• [REQUIREMENT]: Copy out all the records exactly.

• [EXERCISE DATA]:
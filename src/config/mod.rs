//! Configuration schema definitions.
//!
//! Everything castlink reads at startup lives in one TOML file. Every field
//! has a default, so an empty or missing file yields a working setup.

mod dhcp;
mod display;
mod driver;
mod general;
mod loading;
mod p2p;
mod paths;

pub use dhcp::DhcpConfig;
pub use display::{Capability, DisplayConfig};
pub use driver::DriverConfig;
pub use general::{GeneralConfig, LogLevel};
pub use loading::{DEDICATED_INTERFACE_ENV, NEED_FIRMWARE_ENV};
pub use p2p::P2PConfig;
pub use paths::ConfigPaths;

use std::time::Duration;

use schemars::JsonSchema;
use serde::{Deserialize, Serialize};

use crate::services::p2p::{
    Capabilities, DhcpSettings, FirmwareSettings, SessionSettings, WpaBackendOptions,
};

/// Main configuration structure.
#[derive(Debug, Clone, PartialEq, Eq, Serialize, Deserialize, JsonSchema, Default)]
pub struct Config {
    /// Process-wide settings.
    #[serde(default)]
    pub general: GeneralConfig,

    /// WiFi Direct session settings.
    #[serde(default)]
    pub p2p: P2PConfig,

    /// WFD advertisement.
    #[serde(default)]
    pub display: DisplayConfig,

    /// DHCP on group links.
    #[serde(default)]
    pub dhcp: DhcpConfig,

    /// Vendor driver integration.
    #[serde(default)]
    pub driver: DriverConfig,
}

impl Config {
    /// Advertised capability set.
    pub fn capabilities(&self) -> Capabilities {
        self.display
            .capabilities
            .iter()
            .fold(Capabilities::empty(), |set, capability| {
                set | match capability {
                    Capability::Source => Capabilities::SOURCE,
                    Capability::Sink => Capabilities::SINK,
                }
            })
    }

    /// Tunables of the session state machine.
    pub fn session_settings(&self) -> SessionSettings {
        SessionSettings {
            connect_timeout: Duration::from_secs(self.p2p.connect_timeout),
            needs_firmware: self.p2p.needs_firmware,
            dedicated_interface: self.p2p.dedicated_interface.clone(),
            firmware_interface: self.p2p.firmware_interface.clone(),
            control_port: self.display.control_port,
            max_throughput: self.display.max_throughput,
            capabilities: self.capabilities(),
        }
    }

    /// Options of the wpa_supplicant backend.
    pub fn backend_options(&self) -> WpaBackendOptions {
        WpaBackendOptions {
            go_intent: self.p2p.go_intent.min(15),
            driver_commands: self.driver.private_commands,
            dhcp: DhcpSettings {
                server_program: self.dhcp.server_program.clone(),
                client_program: self.dhcp.client_program.clone(),
                ip_program: self.dhcp.ip_program.clone(),
                server_address: self.dhcp.server_address,
                prefix_len: self.dhcp.prefix_len,
                range_start: self.dhcp.range_start,
                range_end: self.dhcp.range_end,
            },
            firmware: FirmwareSettings {
                firmware_path_parameter: self.p2p.firmware_path_parameter.clone(),
                image: self.p2p.firmware_image.clone(),
                ..FirmwareSettings::default()
            },
        }
    }
}

#[cfg(test)]
mod tests;
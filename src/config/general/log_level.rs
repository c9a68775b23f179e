use schemars::JsonSchema;
use serde::{Deserialize, Serialize};
use std::fmt;

/// Logging level of the daemon.
///
/// Used as the tracing filter when `RUST_LOG` is not set.
#[derive(Debug, Clone, Copy, Serialize, Deserialize, JsonSchema, PartialEq, Eq, Default)]
#[serde(rename_all = "lowercase")]
pub enum LogLevel {
    /// Only failures that stop a session from working.
    Error,

    /// Best-effort operations that failed, plus errors.
    Warn,

    /// Session lifecycle: supplicant found, groups started and finished.
    #[default]
    Info,

    /// Every event and transition of the session.
    Debug,

    /// Everything, including D-Bus traffic of dependencies.
    Trace,
}

impl fmt::Display for LogLevel {
    fn fmt(&self, f: &mut fmt::Formatter<'_>) -> fmt::Result {
        match self {
            LogLevel::Error => write!(f, "error"),
            LogLevel::Warn => write!(f, "warn"),
            LogLevel::Info => write!(f, "info"),
            LogLevel::Debug => write!(f, "debug"),
            LogLevel::Trace => write!(f, "trace"),
        }
    }
}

• [TASK ANSWER]:
filename src/config/mod.rs
//! Configuration schema definitions.
//!
//! Everything castlink reads at startup lives in one TOML file. Every field
//! has a default, so an empty or missing file yields a working setup.

mod dhcp;
mod display;
mod driver;
mod general;
mod loading;
mod p2p;
mod paths;

pub use dhcp::DhcpConfig;
pub use display::{Capability, DisplayConfig};
pub use driver::DriverConfig;
pub use general::{GeneralConfig, LogLevel};
pub use loading::{DEDICATED_INTERFACE_ENV, NEED_FIRMWARE_ENV};
pub use p2p::P2PConfig;
pub use paths::ConfigPaths;

use std::time::Duration;

use schemars::JsonSchema;
use serde::{Deserialize, Serialize};

use crate::services::p2p::{
    Capabilities, DhcpSettings, FirmwareSettings, SessionSettings, WpaBackendOptions,
};

/// Main configuration structure.
#[derive(Debug, Clone, PartialEq, Eq, Serialize, Deserialize, JsonSchema, Default)]
pub struct Config {
    /// Process-wide settings.
    #[serde(default)]
    pub general: GeneralConfig,

    /// WiFi Direct session settings.
    #[serde(default)]
    pub p2p: P2PConfig,

    /// WFD advertisement.
    #[serde(default)]
    pub display: DisplayConfig,

    /// DHCP on group links.
    #[serde(default)]
    pub dhcp: DhcpConfig,

    /// Vendor driver integration.
    #[serde(default)]
    pub driver: DriverConfig,
}

impl Config {
    /// Advertised capability set.
    pub fn capabilities(&self) -> Capabilities {
        self.display
            .capabilities
            .iter()
            .fold(Capabilities::empty(), |set, capability| {
                set | match capability {
                    Capability::Source => Capabilities::SOURCE,
                    Capability::Sink => Capabilities::SINK,
                }
            })
    }

    /// Tunables of the session state machine.
    pub fn session_settings(&self) -> SessionSettings {
        SessionSettings {
            connect_timeout: Duration::from_secs(self.p2p.connect_timeout),
            needs_firmware: self.p2p.needs_firmware,
            dedicated_interface: self.p2p.dedicated_interface.clone(),
            firmware_interface: self.p2p.firmware_interface.clone(),
            control_port: self.display.control_port,
            max_throughput: self.display.max_throughput,
            capabilities: self.capabilities(),
        }
    }

    /// Options of the wpa_supplicant backend.
    pub fn backend_options(&self) -> WpaBackendOptions {
        WpaBackendOptions {
            go_intent: self.p2p.go_intent.min(15),
            driver_commands: self.driver.private_commands,
            dhcp: DhcpSettings {
                server_program: self.dhcp.server_program.clone(),
                client_program: self.dhcp.client_program.clone(),
                ip_program: self.dhcp.ip_program.clone(),
                server_address: self.dhcp.server_address,
                prefix_len: self.dhcp.prefix_len,
                range_start: self.dhcp.range_start,
                range_end: self.dhcp.range_end,
            },
            firmware: FirmwareSettings {
                firmware_path_parameter: self.p2p.firmware_path_parameter.clone(),
                image: self.p2p.firmware_image.clone(),
                ..FirmwareSettings::default()
            },
        }
    }
}

#[cfg(test)]
mod tests;
filename src/config/general/log_level.rs
repository c9a68775b23f179e
use schemars::JsonSchema;
use serde::{Deserialize, Serialize};
use std::fmt;

/// Logging level of the daemon.
///
/// Used as the tracing filter when `RUST_LOG` is not set.
#[derive(Debug, Clone, Copy, Serialize, Deserialize, JsonSchema, PartialEq, Eq, Default)]
#[serde(rename_all = "lowercase")]
pub enum LogLevel {
    /// Only failures that stop a session from working.
    Error,

    /// Best-effort operations that failed, plus errors.
    Warn,

    /// Session lifecycle: supplicant found, groups started and finished.
    #[default]
    Info,

    /// Every event and transition of the session.
    Debug,

    /// Everything, including D-Bus traffic of dependencies.
    Trace,
}

impl fmt::Display for LogLevel {
    fn fmt(&self, f: &mut fmt::Formatter<'_>) -> fmt::Result {
        match self {
            LogLevel::Error => write!(f, "error"),
            LogLevel::Warn => write!(f, "warn"),
            LogLevel::Info => write!(f, "info"),
            LogLevel::Debug => write!(f, "debug"),
            LogLevel::Trace => write!(f, "trace"),
        }
    }
}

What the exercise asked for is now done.